Thanks Palinurus and Shady, I guessed that someone would link to the appropriate papers. Not sure I believe this stuff about it being more dangerous to be a pedestrian..sure there are more casualties but what's the denominator? (I bet there are at least 100 pedestrians for each cyclist). What is striking is how much more dangerous it is to ride motor bikes: roughly same number of overall incidents as cyclists, but motor cyclists much more likely to be killed or seriously injured.



dondare said:


> 3000 miles is a misprint or some such. The probability of a fatal head injury is once every 3000 _years_ of cycling.


This figure had to be wrong, nice to have it confirmed.


----------



## hackbike 6 (25 Sep 2008)

Saw another pedestrian lying on the pavement this time...Incident down the Romford Road @ Forest Gate going towards Ilford approx 6:45pm guess she had been hit by the car that had stopped...Saw an ambulance car thingy proceeding from Ilford direction to attend the scene...Hope she was alright.

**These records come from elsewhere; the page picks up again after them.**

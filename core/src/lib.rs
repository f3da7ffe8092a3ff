//! Client core for the bus-rider sync API.
//!
//! # Overview
//! Riders and buses live in a spreadsheet behind a single HTTP POST
//! endpoint. Every request is a JSON envelope carrying an action name, the
//! API key and the operator's email; every response is an `{ok, data, error}`
//! envelope. This crate owns that protocol.
//!
//! # Design
//! - `alias` maps retired action names and nested legacy payloads onto the
//!   canonical flat form before anything is sent.
//! - `Dispatcher` builds requests and parses responses as plain data
//!   (host-does-IO) and joins them with a `Transport` in `call`.
//! - The sync config and session live in named slots of a `KeyValueStore`;
//!   reading them never fails, malformed state reads as unset.
//! - Identity policy is an `AuthorizationTable` owned by `SessionProvider`;
//!   the dispatcher only sees resolved sessions through `SessionSource`.
//! - `normalize_rut` formats national IDs before callers send them.

pub mod alias;
pub mod config;
pub mod dispatch;
pub mod envelope;
pub mod error;
pub mod http;
pub mod normalize;
pub mod session;
pub mod store;
pub mod transport;
pub mod types;

pub use alias::{resolve, ActionAlias, RequestShape, ResolvedCall, ACTION_ALIASES, ALIAS_TABLE_VERSION};
pub use config::{get_config, set_config};
pub use dispatch::Dispatcher;
pub use envelope::{RequestEnvelope, ResponseEnvelope};
pub use error::{AccessError, AuthError, DispatchError, StoreError, TableError};
pub use http::{HttpRequest, HttpResponse, CONTENT_TYPE};
pub use normalize::normalize_rut;
pub use session::{AuthorizationTable, NoSession, SessionProvider, SessionSource, TrustedIdentity};
pub use store::{FileStore, KeyValueStore, MemoryStore, SESSION_SLOT, SYNC_SLOT};
pub use transport::{Transport, UreqTransport};
pub use types::{Role, Session, SyncConfig};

Had an incident of my own...Was absolutely haring down from Whipps Cross on my return from Ilford...Yes I know I overtook a car on the inside (shock horror) as I was under the impression the car driver wasn't concentrating then one of BM's mates with no lights or anything reflective drove right off of the pavement onto the ped crossing onto the road in the same direction I was travelling (POB).I saw him very late due to a dark bit of pavement though managed to blow the horn as I passed him while also shouting 'Twat'....neither provoked any reaction but that was one hell of an instinctive reaction considering I didn't know how close that car was behind me.


----------



## hackbike 6 (25 Sep 2008)

Yes but I absolutely didn't see this POB till I was 10/20 yards off of him plus the fact of the movement off of the pavement onto the road.I missed him and saved myself but people can't ride like that surely?


----------



## BentMikey (26 Sep 2008)

User3143 said:


> In addition I think the problem now is that more and more people are commuting by bike, and are completly new to it or have not rode a bike since passing their driving test twenty years. They have not got the necessary skills or competence to commute in rush hour trafffic. I remember reading somewhere that this is this is one of the reasons why deaths from cycling in London have risen in the last couple of years



I thought deaths had gone down in actual numbers, and had gone down quite significantly as a rate given the huge increase in cycling? Skills and competence have some effect on overall cycling safety, but a much bigger one comes from the "safety in numbers" effect.


----------



## Shady (26 Sep 2008)

Here's some brief stats for 2007 :

Pedestrians : 30,191 casualties with 646 killed - 2.14 %

Cyclists : 16,195 casualties with 136 killed - 0.84%

Motorcyclists : 23,459 with 588 killed - 2.51 %

Cars : 161,433 casualties with 1,432 killed - 0.89 %

Buses / Coaches : 7,079 casualties with 12 killed - 0.17 %

Goods Vehicles : 7,816 casualties with 110 killed - 1.41 %

So the highest number of vulnerable road users killed was pedestrians with over 2% of casualties being deaths compared with 0.84% of cycling casualties being killed.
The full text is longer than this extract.